Image: Member of The Hungarian State Folk Ensemble by photographer Gabor Dusa

 

Writer Rachel Elderkin delves into the enchanting world of The Hungarian State Folk Ensemble.
 
Established in 1951, The Hungarian State Folk Ensemble performs across the world, bringing the traditional folk music and dance culture of the Carpathian Basin to its audiences. While this traditional folk culture is at the heart of the Ensemble (all of the performers have a degree in dance and have studied with masters to learn and represent these cultural traditions) this is far from a company stuck in the past. Talking with the company directors, Director/Choreographer Gábor Mihályi, and Artistic Director István Pál Szalonna, it is clear they are enthusiastic about bringing these art forms into the modern day.
 
“Even the more traditional shows have contemporary elements,” explains Mihályi. “What you see in the performances is around 70% based on the Carpathian Basin’s folk traditions and folk dances, then we mix this with modern dances to give a contemporary frame to our shows. I believe we have to focus on the current times, we can’t work with 10-15 year old cliches”.
 
While being passionate about the Carpathian Basin’s rural folk dance and music, Mihályi is keen that the Ensemble’s performances allow room for progression and, when exploring new work, he acknowledges the importance of creating a dialogue around what remains relevant to contemporary society.
 
“We have a wide generation of dancers in the company. Different generations can portray roles in different ways so we discuss with our dancers what tradition means to them.
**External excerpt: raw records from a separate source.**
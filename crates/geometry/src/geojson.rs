//! GeoJSON import for feature collections and bare geometries.

use std::path::Path;

use serde::Deserialize;
use serde_json::{Map, Value};
use thiserror::Error;
use tracing::warn;
use truesize_core::LonLat;

use crate::feature::{CountryFeature, centroid};
use crate::geometry::Geometry;

/// Errors raised while reading GeoJSON input.
#[derive(Debug, Error)]
pub enum GeoJsonError {
    #[error("failed to read GeoJSON: {0}")]
    Io(#[from] std::io::Error),
    #[error("failed to parse GeoJSON: {0}")]
    Parse(#[from] serde_json::Error),
    #[error("expected a FeatureCollection, found '{0}'")]
    NotFeatureCollection(String),
}

#[derive(Debug, Deserialize)]
struct RawCollection {
    #[serde(rename = "type")]
    kind: String,
    #[serde(default)]
    features: Vec<RawFeature>,
}

#[derive(Debug, Deserialize)]
struct RawFeature {
    #[serde(default)]
    id: Option<Value>,
    #[serde(default)]
    properties: Option<Map<String, Value>>,
    #[serde(default)]
    geometry: Option<Geometry>,
}

/// Parse a single GeoJSON geometry object.
pub fn parse_geometry(json: &str) -> Result<Geometry, GeoJsonError> {
    Ok(serde_json::from_str(json)?)
}

/// Parse a FeatureCollection into country features.
///
/// Identity comes from the feature `id`, then `properties.name`, then the
/// feature's index. A `properties.centroid` of `[lon, lat]` overrides the
/// computed centroid. Features without geometry are skipped.
pub fn parse_feature_collection(json: &str) -> Result<Vec<CountryFeature>, GeoJsonError> {
    let collection: RawCollection = serde_json::from_str(json)?;
    if collection.kind != "FeatureCollection" {
        return Err(GeoJsonError::NotFeatureCollection(collection.kind));
    }

    let mut features = Vec::with_capacity(collection.features.len());
    for (index, raw) in collection.features.into_iter().enumerate() {
        let properties = raw.properties.unwrap_or_default();
        let name = properties
            .get("name")
            .and_then(Value::as_str)
            .map(str::to_string);
        let id = match raw.id {
            Some(Value::String(s)) => s,
            Some(Value::Number(n)) => n.to_string(),
            _ => name.clone().unwrap_or_else(|| index.to_string()),
        };
        let Some(geometry) = raw.geometry else {
            warn!(feature = %id, "skipping feature without geometry");
            continue;
        };

        let anchor = properties
            .get("centroid")
            .and_then(lon_lat_from_value)
            .or_else(|| centroid(&geometry))
            .unwrap_or_default();
        features.push(CountryFeature {
            id,
            name,
            geometry,
            centroid: anchor,
        });
    }
    Ok(features)
}

/// Read and parse a FeatureCollection file.
pub fn load_features<P: AsRef<Path>>(path: P) -> Result<Vec<CountryFeature>, GeoJsonError> {
    let contents = std::fs::read_to_string(path)?;
    parse_feature_collection(&contents)
}

fn lon_lat_from_value(value: &Value) -> Option<LonLat> {
    match value.as_array()?.as_slice() {
        [lon, lat, ..] => Some(LonLat::new(lon.as_f64()?, lat.as_f64()?)),
        _ => None,
    }
}
//! Aggregate statistics for the control surface
//!
//! Everything here is derived from counters and agent state owned by the
//! world; nothing feeds back into the simulation.

use std::fmt;

use super::types::finite_or;

/// Counters the world bumps as events happen
#[derive(Debug, Clone, Default, PartialEq)]
pub struct Throughput {
    /// Customers that crossed the outside threshold, served or not
    pub departed: usize,
    /// Customers that gave up waiting in the foyer
    pub balked: usize,
    /// Departures that had been seated
    pub served: usize,
    pub spawned: usize,
    pub requests_served: usize,
    pub teleports: usize,
    /// Spend booked at each served departure, at the price then in force
    pub revenue: f32,
}

/// Snapshot of live and cumulative metrics
#[derive(Debug, Clone, Default, PartialEq)]
pub struct SimStats {
    pub time: f32,
    pub pending: usize,
    pub inside: usize,
    pub seated: usize,
    pub exiting: usize,
    pub departed: usize,
    pub balked: usize,
    pub served: usize,
    pub active_tables: usize,
    pub table_count: usize,
    pub seat_count: usize,
    pub staff_count: usize,
    pub utilization: f32,
    pub pending_requests: usize,
    pub revenue: f32,
    /// Served departures per table
    pub turnover: f32,
    /// Revenue per available seat-hour of simulated time
    pub revpash: f32,
    pub service_coefficient: f32,
}

impl SimStats {
    /// Fill in the derived financial rates from booked revenue
    pub fn with_rates(mut self, revenue: f32) -> Self {
        self.revenue = finite_or(revenue, 0.0);
        self.turnover = if self.table_count > 0 {
            self.served as f32 / self.table_count as f32
        } else {
            0.0
        };
        let seat_hours = self.seat_count as f32 * self.time / 3600.0;
        self.revpash = if seat_hours > 0.0 {
            finite_or(self.revenue / seat_hours, 0.0)
        } else {
            0.0
        };
        self
    }

    /// One-line summary for logs and the headless runner
    pub fn summary(&self) -> String {
        format!(
            "Time: {:.1}s | Pending: {} | Inside: {} | Seated: {} | Departed: {} (balked {}) | Revenue: ${:.2}",
            self.time, self.pending, self.inside, self.seated, self.departed, self.balked, self.revenue
        )
    }
}

impl fmt::Display for SimStats {
    fn fmt(&self, f: &mut fmt::Formatter<'_>) -> fmt::Result {
        f.write_str(&self.summary())
    }
}
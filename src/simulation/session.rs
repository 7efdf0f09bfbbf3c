//! Wall-clock session countdown
//!
//! Runs independently of the physics step. The owner feeds it real elapsed
//! time and pauses the simulation once it reports expiry.

/// Countdown of a fixed session length; a zero length disables it
#[derive(Debug, Clone, Default, PartialEq)]
pub struct SessionTimer {
    length_secs: f32,
    remaining_secs: f32,
    expired: bool,
}

impl SessionTimer {
    pub fn new(length_secs: f32) -> Self {
        let length_secs = length_secs.max(0.0);
        Self {
            length_secs,
            remaining_secs: length_secs,
            expired: false,
        }
    }

    pub fn is_enabled(&self) -> bool {
        self.length_secs > 0.0
    }

    pub fn remaining(&self) -> f32 {
        self.remaining_secs
    }

    pub fn is_expired(&self) -> bool {
        self.expired
    }

    /// Change the length, keeping elapsed time where possible
    pub fn set_length(&mut self, length_secs: f32) {
        let length_secs = length_secs.max(0.0);
        if length_secs == self.length_secs {
            return;
        }
        let elapsed = self.length_secs - self.remaining_secs;
        self.length_secs = length_secs;
        self.remaining_secs = (length_secs - elapsed).max(0.0);
        self.expired = self.is_enabled() && self.remaining_secs <= 0.0;
    }

    /// Count down while running. Returns true exactly once, on the call that
    /// reaches zero.
    pub fn advance(&mut self, elapsed_secs: f32, running: bool) -> bool {
        if !self.is_enabled() || self.expired || !running || !elapsed_secs.is_finite() {
            return false;
        }
        self.remaining_secs = (self.remaining_secs - elapsed_secs.max(0.0)).max(0.0);
        if self.remaining_secs <= 0.0 {
            self.expired = true;
            return true;
        }
        false
    }

    pub fn reset(&mut self) {
        self.remaining_secs = self.length_secs;
        self.expired = false;
    }
}
impl StaffAgent {
    pub fn new(id: AgentId, slot: usize, home: Position) -> Self {
        Self {
            id,
            position: home,
            velocity: Position::ZERO,
            phase: StaffPhase::Idle,
            target: home,
            phase_elapsed: 0.0,
            slot,
            home,
            assignment: None,
            replan: ReplanState::default(),
            stuck: StuckTracker::default(),
            parked_secs: 0.0,
            busy_secs: 0.0,
            total_secs: 0.0,
        }
    }

    fn enter(&mut self, phase: StaffPhase, target: Position) {
        self.phase = phase;
        self.target = target;
        self.phase_elapsed = 0.0;
        self.replan = ReplanState::default();
        self.stuck = StuckTracker::default();
        self.parked_secs = 0.0;
    }

    pub fn sample(&self) -> AgentSample {
        AgentSample {
            id: self.id,
            kind: AgentKind::Staff,
            position: self.position,
            velocity: self.velocity,
            radius: STAFF_PARAMS.radius,
            pinned: self.phase.is_pinned(),
        }
    }

    /// Snap back to the kitchen slot with no task
    pub fn reset_to_kitchen(&mut self) -> Option<ServiceRequest> {
        let dropped = self.assignment.take().map(|a| a.request);
        self.position = self.home;
        self.velocity = Position::ZERO;
        self.enter(StaffPhase::Idle, self.home);
        dropped
    }

    /// Take a request and head for its table
    pub fn claim(&mut self, request: ServiceRequest, spots: ServiceSpots) {
        let table = request.table;
        self.assignment = Some(Assignment {
            request,
            table,
            spots,
            using_secondary: false,
        });
        self.enter(StaffPhase::GoToTable, spots.primary);
    }

    /// Drop the task and walk home
    pub fn send_home(&mut self) -> Option<ServiceRequest> {
        let dropped = self.assignment.take().map(|a| a.request);
        self.enter(StaffPhase::Returning, self.home);
        dropped
    }

    /// Leave through the kitchen; tasks are dropped without bookkeeping
    pub fn begin_exit(&mut self, room: &Room) {
        if self.phase == StaffPhase::Despawn {
            return;
        }
        self.assignment = None;
        self.enter(StaffPhase::Exiting, room.staff_exit_point());
    }

    pub fn update(&mut self, ctx: &StaffContext, dt: f32) -> Result<StaffUpdateResult> {
        if self.phase != StaffPhase::Despawn {
            self.total_secs += dt;
            if self.phase.is_busy() {
                self.busy_secs += dt;
            }
        }
        self.phase_elapsed += dt;

        match self.phase {
            StaffPhase::Idle => {
                self.position = self.home;
                self.velocity = Position::ZERO;
                if self.phase_elapsed > WATCHDOG_SECS {
                    // Re-pin and clear leftovers; stays idle
                    let dropped = self.reset_to_kitchen();
                    if dropped.is_some() {
                        return Ok(StaffUpdateResult::Abandoned(dropped));
                    }
                }
                Ok(StaffUpdateResult::Continue)
            }
            StaffPhase::GoToTable => {
                let assignment = self
                    .assignment
                    .as_ref()
                    .context("Staff heading to a table without an assignment")?;
                let table_id = assignment.table;
                ctx.tables
                    .get(&table_id)
                    .with_context(|| format!("Assigned table {} no longer exists", table_id))?;
                let spot = assignment.spot();
                self.target = spot;

                let exempt = (self.position.distance(&spot) < TABLE_EXEMPT_RADIUS).then_some(table_id);
                if self.navigate(ctx, dt, exempt, true) {
                    let dropped = self.reset_to_kitchen();
                    return Ok(StaffUpdateResult::Teleported(dropped));
                }

                let dist = self.position.distance(&self.target);
                if dist < SERVICE_ARRIVE_RADIUS {
                    self.position = self.target;
                    self.velocity = Position::ZERO;
                    let spot = self.target;
                    self.enter(StaffPhase::Serving, spot);
                    return Ok(StaffUpdateResult::ArrivedAtTable(table_id));
                }

                if dist < PARKED_RADIUS {
                    self.parked_secs += dt;
                    if self.parked_secs > WATCHDOG_SECS {
                        let dropped = self.send_home();
                        return Ok(StaffUpdateResult::Abandoned(dropped));
                    }
                } else {
                    self.parked_secs = 0.0;
                }
                Ok(StaffUpdateResult::Continue)
            }
            StaffPhase::Serving => {
                self.position = self.target;
                self.velocity = Position::ZERO;
                let table_id = self
                    .assignment
                    .as_ref()
                    .map(|a| a.table)
                    .context("Staff serving without an assignment")?;
                if self.phase_elapsed >= BASE_SERVICE_SECS * ctx.service_coefficient {
                    self.assignment = None;
                    self.enter(StaffPhase::Returning, self.home);
                    return Ok(StaffUpdateResult::FinishedServing(table_id));
                }
                Ok(StaffUpdateResult::Continue)
            }
            StaffPhase::Returning => {
                self.target = self.home;
                if self.navigate(ctx, dt, None, true) {
                    self.reset_to_kitchen();
                    return Ok(StaffUpdateResult::Teleported(None));
                }
                if self.position.distance(&self.home) < KITCHEN_ARRIVE_RADIUS {
                    self.reset_to_kitchen();
                    return Ok(StaffUpdateResult::ReturnedToKitchen);
                }
                Ok(StaffUpdateResult::Continue)
            }
            StaffPhase::Exiting => {
                self.target = ctx.room.staff_exit_point();
                if self.navigate(ctx, dt, None, false) {
                    self.position = self.target;
                }
                if self.position.z < ctx.room.staff_exit_boundary_z() {
                    self.velocity = Position::ZERO;
                    self.enter(StaffPhase::Despawn, self.position);
                    return Ok(StaffUpdateResult::Despawned);
                }
                Ok(StaffUpdateResult::Continue)
            }
            StaffPhase::Despawn => Ok(StaffUpdateResult::Continue),
        }
    }

    /// Steer towards `self.target`. Returns true when the replan ceiling is
    /// exceeded and the caller must teleport the agent.
    fn navigate(
        &mut self,
        ctx: &StaffContext,
        dt: f32,
        exempt_table: Option<TableId>,
        stay_inside: bool,
    ) -> bool {
        let params = STAFF_PARAMS;
        let r = params.radius;
        let pairs = &ctx.config.avoidance;
        let inner = ctx.room.inner(r);

        // Progress towards the goal, not the waypoint
        let dist = self.position.distance(&self.target);
        if dist < self.replan.best_distance - PROGRESS_EPSILON {
            self.replan.best_distance = dist;
            self.replan.no_progress_secs = 0.0;
            self.replan.stall_secs = 0.0;
        } else {
            self.replan.no_progress_secs += dt;
            self.replan.stall_secs += dt;
        }

        if self.replan.no_progress_secs > NO_PROGRESS_SECS {
            self.replan.no_progress_secs = 0.0;
            let can_switch = self.phase == StaffPhase::GoToTable && !self.replan.tried_secondary;
            if can_switch {
                if let Some(assignment) = self.assignment.as_mut() {
                    assignment.using_secondary = true;
                    self.target = assignment.spot();
                }
                self.replan.tried_secondary = true;
                self.replan.waypoint = None;
                self.replan.best_distance = self.position.distance(&self.target);
                debug!("Staff {} switching to the alternate service spot", self.id);
            } else if !self.replan.jittered {
                self.replan.jittered = true;
                self.velocity += steering::jitter_impulse(self.target - self.position, self.id.parity());
            }
        }

        if self.replan.stall_secs > REPLAN_STALL_SECS {
            self.replan.stall_secs = 0.0;
            self.replan.attempts += 1;
            if self.replan.attempts > MAX_REPLANS {
                warn!(
                    "Staff {} made no progress after {} replans during {}; teleporting",
                    self.id,
                    MAX_REPLANS,
                    self.phase
                );
                return true;
            }
            self.replan.waypoint = None;
            debug!("Staff {} replanning (attempt {})", self.id, self.replan.attempts);
        }

        // Waypoints route around tables and seated guests only
        let route_circles: Vec<Circle> = ctx
            .obstacles
            .tables
            .iter()
            .chain(ctx.obstacles.seated.iter())
            .map(|o| o.circle)
            .collect();

        let speed = self.velocity.length();
        if speed < WAYPOINT_SLOW_SPEED {
            self.replan.slow_secs += dt;
        } else {
            self.replan.slow_secs = 0.0;
        }
        if let Some(wp) = self.replan.waypoint {
            if self.position.distance(&wp) < steering::WAYPOINT_REACHED {
                self.replan.waypoint = None;
            }
        }
        if self.replan.waypoint.is_none() || self.replan.slow_secs > WAYPOINT_DEBOUNCE_SECS {
            self.replan.slow_secs = 0.0;
            self.replan.waypoint = steering::route_waypoint(
                self.position,
                self.target,
                &route_circles,
                r,
                self.replan.attempts as usize,
                self.id.parity(),
                &inner,
            );
        }

        let pos = self.position;
        let aim = self.replan.waypoint.unwrap_or(self.target);
        let mut desired = steering::seek(pos, aim, params.max_speed);

        let reach = steering::SEPARATION_RADIUS.max(pairs.staff_customer.radius + 2.0 * r);
        let neighbors: Vec<&AgentSample> = ctx
            .neighbors
            .neighbors(pos, reach)
            .filter(|s| s.id != self.id)
            .collect();
        desired += steering::separation(pos, self.id, neighbors.iter().copied());

        desired += steering::avoidance(
            pos,
            r,
            ctx.obstacles
                .seated
                .iter()
                .chain(ctx.obstacles.crowd.iter())
                .map(|o| o.circle),
            pairs.staff_customer,
        );
        desired += steering::avoidance(
            pos,
            r,
            ctx.obstacles
                .tables
                .iter()
                .filter(|o| exempt_table.map_or(true, |t| !o.is_table(t)))
                .map(|o| o.circle),
            pairs.staff_obstacle,
        );
        if dist > GAP_EXEMPT_RADIUS {
            desired += steering::narrow_gap_push(pos, ctx.gaps);
        }
        if stay_inside {
            desired += steering::boundary_push(pos, &ctx.room.interior(), r, false);
        }

        let wants_to_move = dist > SERVICE_ARRIVE_RADIUS;
        if self.stuck.update(speed, wants_to_move, dt) {
            self.velocity += steering::jitter_impulse(aim - pos, self.id.parity());
        }

        steering::integrate(&mut self.position, &mut self.velocity, desired, dt, &params);
        steering::resolve_penetration(&mut self.position, &mut self.velocity, r, &route_circles);
        if stay_inside {
            self.position = inner.clamp(self.position);
        }
        false
    }
}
We talk about what we need to keep from it, what we need to put away because it’s no longer relevant or useful, and we reach a consensus on our ideas” says Mihályi.
 
With around 10 different shows a year, and 100-120 performances, there’s certainly opportunity for the Ensemble to explore and experiment. “We have a wide audience, who have different preferences, so while most shows focus on traditional aspects, we do include contemporary shows as well” Mihályi says.
 
However, Mihályi recognises the unique placement of the Ensemble and is clear that they are not aiming to create contemporary ballet performances. “We can only be unique if we follow our own traditions and convey our cultural heritage. Then we can be different from other nation’s dance companies,” Mihályi notes. “I’d say that Hungary is a world leader in collecting folk dances and music, it has a tradition that goes back around 140 years. Hungarians collected music all around the Carpathian Basin, in every village. Here [at the Hungarian Heritage House, where the Ensemble are resident] we have an archive consisting of more than 1000 pieces, and the director continues collecting pieces with his professor. The Hungarian Academy of Dance also has the biggest archive in Europe of folk music”.
 
It is this rich resource of cultural knowledge and heritage, alongside their own contemporary influence, that the Ensemble draw on in the creation of their performances - and which they will bring to London audiences when they perform their show Liszt Mosaics at Sadler’s Wells in June.
 
Inspired by the music and life of the Hungarian composer Franz Liszt, Mihályi explains that the show revolves around three main themes: Liszt the Hungarian, Liszt the priest and Liszt the virtuoso.
 
“Even though Liszt is the most famous Hungarian composer, we don’t really see dance performances based on his work in Hungary. We felt a certain lack and wanted to do something about it”, Mihályi says. “We started to examine the work of Liszt, through music and dance, and found the three themes that we felt were important to explore”.
 
There is no storyline to Liszt Mosaics. Instead the performance unfolds through an exploration of Liszt’s music, alongside the music of composers who influenced his work such as Paganini and Chopin and, naturally, traditional Hungarian folk music and dance.
 
“We have scenes where we focus on our traditions, and scenes where we focus on Liszt's music and his life,” explains Mihályi. “We found it was the music that guided us. That also influenced our visual elements - we display sheet music on the stage a lot, you can see it on the costumes and on the set design.”
 
As such, the performance features two violinists who each represent two different types of music. Mihályi tells us that one violinist represents Paganini’s music, who had a strong influence on Liszt (Liszt played arrangements of his music on the piano) while the other represents the rural folk music of Hungary.
 
“Liszt’s music is the music of Hungarian Romanticism and that period” Mihályi continues. “What links Liszt and our traditional folk dance and music is the rhythm - the rhythm has its roots in Hungarian culture”.
 
“Each dance has a rhythm to it, we wanted to recognise that when we were collecting these pieces together” adds Artistic Director István Pál Szalonna, before enthusiastically tapping out the rhythms of different dances on the table. “Aside from the lyrical pieces, we wanted to focus on and capture those fast rhythms within the pace of the work”.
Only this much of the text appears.